Why yes, Carl, I have. Let me tell you about it...
Just My Luck
I’m no stranger to long train travel. I’ve subjected myself to multiple 60+ hour rides across the country, and I can’t think of a single time where there wasn’t some sort of delay. On one occasion, a freight train derailed and left us waiting for seven hours in the Nevada desert; on another occasion, a poor soul at the end of his rope threw himself in front of our train just outside of Lincoln, NE and we had to wait three hours for the clean up. Delays are just part of the journey.
Normally, though, a delay is just a delay – eventually, you get to where you want to go. The last two trips (or, attempted trips I should say) I’ve taken on Amtrak, however, don’t even fall into the delay category. They fall under the “Sam-has-extremely-bad-luck-on-trains” category.
Last July I took my seat on the northbound Amtrak Coastal Starlight train from Salinas, CA to Albany, OR. I fell asleep during a delay in Sacramento and woke up at 2am to a couple nudges from the guy sitting next to me. “The train’s gonna turn around, bro. It’s heading back towards LA.” The train hadn’t moved an inch; we were still sitting at the depot in Sacramento. Apparently the Carr Fire in Redding, CA had jumped the tracks and Amtrak decided it wasn’t going to send the train through.
As other passengers panicked, I hopped off the train at 3am, Uber'd to the Sacramento airport, waited for the rental car agency to open at 5am, then drove 7.5 hours to complete the trip. Not the end of the world, but definitely not convenient either.
This time around, there’d be no “hopping off the train.” Even if I could, I’d freeze to death in the middle of a record-breaking storm that dumped so much snow even the trees couldn’t stay standing under the weight. No one was getting off the train, and the train wasn’t going anywhere.
Bad luck is an understatement.
Where’s a Repairman When You Need One?
My mind usually thinks in terms of Hollywood cut scenes – the kind that would interpret a train hitting a tree as this massive jumble of metal, airborne passengers, and an extreme version of “shifted” luggage that airline stewardesses warn you about after your plane has landed. So when the conductor came on the intercom to announce we had hit a tree, everyone was a little confused. There was no jolt, everyone was still seated, and my suitcase remained upright in the luggage compartment.

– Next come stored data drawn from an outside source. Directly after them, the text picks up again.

use crate::block::{BlockId, BlockList};
use crate::error::{CoachError, Result};
use crate::types::Category;
use chrono::{DateTime, Utc};
use regex::Regex;
use serde::{Deserialize, Serialize};
use std::fmt;
use std::sync::OnceLock;

// ---------------------------------------------------------------------------
// RecordId
// ---------------------------------------------------------------------------

#[derive(Debug, Clone, PartialEq, Eq, Hash, PartialOrd, Ord, Serialize, Deserialize)]
#[serde(try_from = "String", into = "String")]
pub struct RecordId(String);

static RECORD_ID_RE: OnceLock<Regex> = OnceLock::new();

fn record_id_re() -> &'static Regex {
    RECORD_ID_RE.get_or_init(|| {
        Regex::new(r"^[A-Za-z0-9][A-Za-z0-9\-_]*$").expect("record id regex is valid")
    })
}

impl RecordId {
    pub fn parse(s: &str) -> Result<Self> {
        if s.is_empty() || s.len() > 64 || !record_id_re().is_match(s) {
            return Err(CoachError::InvalidRecordId(s.to_string()));
        }
        Ok(Self(s.to_string()))
    }

    pub fn generate() -> Self {
        Self(uuid::Uuid::new_v4().to_string())
    }

    pub fn as_str(&self) -> &str {
        &self.0
    }
}

impl TryFrom<String> for RecordId {
    type Error = CoachError;

    fn try_from(s: String) -> Result<Self> {
        RecordId::parse(&s)
    }
}

impl From<RecordId> for String {
    fn from(id: RecordId) -> Self {
        id.0
    }
}

impl fmt::Display for RecordId {
    fn fmt(&self, f: &mut fmt::Formatter<'_>) -> fmt::Result {
        f.write_str(&self.0)
    }
}

impl std::str::FromStr for RecordId {
    type Err = CoachError;

    fn from_str(s: &str) -> Result<Self> {
        RecordId::parse(s)
    }
}

// ---------------------------------------------------------------------------
// DayAssignment
// ---------------------------------------------------------------------------

/// Blocks scheduled on one day of a multi-day program. Days are 1-based.
#[derive(Debug, Clone, PartialEq, Eq, Serialize, Deserialize)]
#[serde(rename_all = "camelCase")]
pub struct DayAssignment {
    pub day: u32,
    #[serde(default)]
    pub block_ids: Vec<BlockId>,
}

// ---------------------------------------------------------------------------
// DraftPayload
// ---------------------------------------------------------------------------

/// Snapshot handed to the persistence gateway. Draft-save and publish send
/// the same shape; only `is_draft` differs.
#[derive(Debug, Clone, PartialEq, Eq, Serialize, Deserialize)]
#[serde(rename_all = "camelCase")]
pub struct DraftPayload {
    pub title: String,
    #[serde(default)]
    pub description: String,
    #[serde(default)]
    pub category: Option<Category>,
    #[serde(default)]
    pub tags: Vec<String>,
    #[serde(default)]
    pub blocks: BlockList,
    #[serde(default, skip_serializing_if = "Option::is_none")]
    pub header_image_url: Option<String>,
    #[serde(default, skip_serializing_if = "Vec::is_empty")]
    pub days: Vec<DayAssignment>,
    pub is_draft: bool,
}

// ---------------------------------------------------------------------------
// RecordSnapshot
// ---------------------------------------------------------------------------

/// A stored record as returned by the gateway: the payload plus the
/// server-assigned id and timestamps.
#[derive(Debug, Clone, PartialEq, Eq, Serialize, Deserialize)]
#[serde(rename_all = "camelCase")]
pub struct RecordSnapshot {
    pub id: RecordId,
    pub created_at: DateTime<Utc>,
    pub updated_at: DateTime<Utc>,
    #[serde(flatten)]
    pub payload: DraftPayload,
}

#[cfg(test)]
mod tests {
    use super::*;

    #[test]
    fn record_id_validation() {
        for ok in ["abc", "3f2c-11", "rec_1"] {
            RecordId::parse(ok).unwrap_or_else(|_| panic!("expected valid: {ok}"));
        }
        for bad in ["", "-lead", "has space", "../etc", "a/b"] {
            assert!(RecordId::parse(bad).is_err(), "expected invalid: {bad}");
        }
    }

    #[test]
    fn record_id_rejected_on_deserialize() {
        let res: std::result::Result<RecordId, _> = serde_json::from_str("\"../x\"");
        assert!(res.is_err());
    }

    #[test]
    fn snapshot_flattens_payload() {
        let snap = RecordSnapshot {
            id: RecordId::parse("r1").unwrap(),
            created_at: Utc::now(),
            updated_at: Utc::now(),
            payload: DraftPayload {
                title: "Calm Mornings".into(),
                description: String::new(),
                category: Some(Category::Mental),
                tags: vec!["Focus".into()],
                blocks: BlockList::new(),
                header_image_url: None,
                days: Vec::new(),
                is_draft: true,
            },
        };
        let json = serde_json::to_value(&snap).unwrap();
        assert_eq!(json["id"], "r1");
        assert_eq!(json["title"], "Calm Mornings");
        assert_eq!(json["isDraft"], true);
        assert_eq!(json["category"], "mental");
        assert!(json.get("headerImageUrl").is_none());
        assert!(json.get("days").is_none());

        let back: RecordSnapshot = serde_json::from_value(json).unwrap();
        assert_eq!(back, snap);
    }
}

It couldn’t have been that bad, right?
From my understanding, the tree in question had fallen alongside the tracks and sideswiped an airbrake hose, rendering one of the train engines brake-less without a major repair.
Brakes are important; they’re what make you stop. And when you’re about to go up into the Cascade mountains, you really want to make sure that your brakes are at 110%. If they’re not, then the news the next day would read “183 Passengers Plunge to Their Deaths down Treacherous Mountainside” instead of “183 Passengers Stranded on Tracks."
I’ve already got bad luck on trains. I’ll take “stranded” over “dead” for $200, please.
When the engineers aboard the train couldn’t MacGyver a permanent solution, the head conductor put out a call for a repair team to make the hour long trek to get us up and running.
The only problem was the southern half of Oregon was caught in the middle of snowmaggedon.
One hour turned to two, two hours turned to three, and as we approached midnight Sunday night, the conductor came back on the intercom:
“Hello again, ladies and gentlemen, this is the conductor speaking. We just got off the phone with the repair forces and it looks like the snow has shut down the nearby highway. They won’t be able to get to us this evening. So we’re just going to sit tight as we try to figure out other options. We’ve got fuel to keep the train running on idle for three days, so no need to worry about heaters or power or anything like that. With the highways shut down, the only way out of here is by rail. We’ll keep you informed of any developments and we thank you for your patience.”
When the Panic Kicks In...
It’s stressful hearing that you’re literally stranded in the woods on a train in the middle of a snowstorm…even if the train does have enough fuel to last for three days.
As the minutes ticked by, a growing sense of confusion and panic began to settle in. Even with it being pitch black outside, you could see the onslaught of fat snow flakes slowly falling to the ground. The longer we sat there, the harder it would be for anyone to get to us.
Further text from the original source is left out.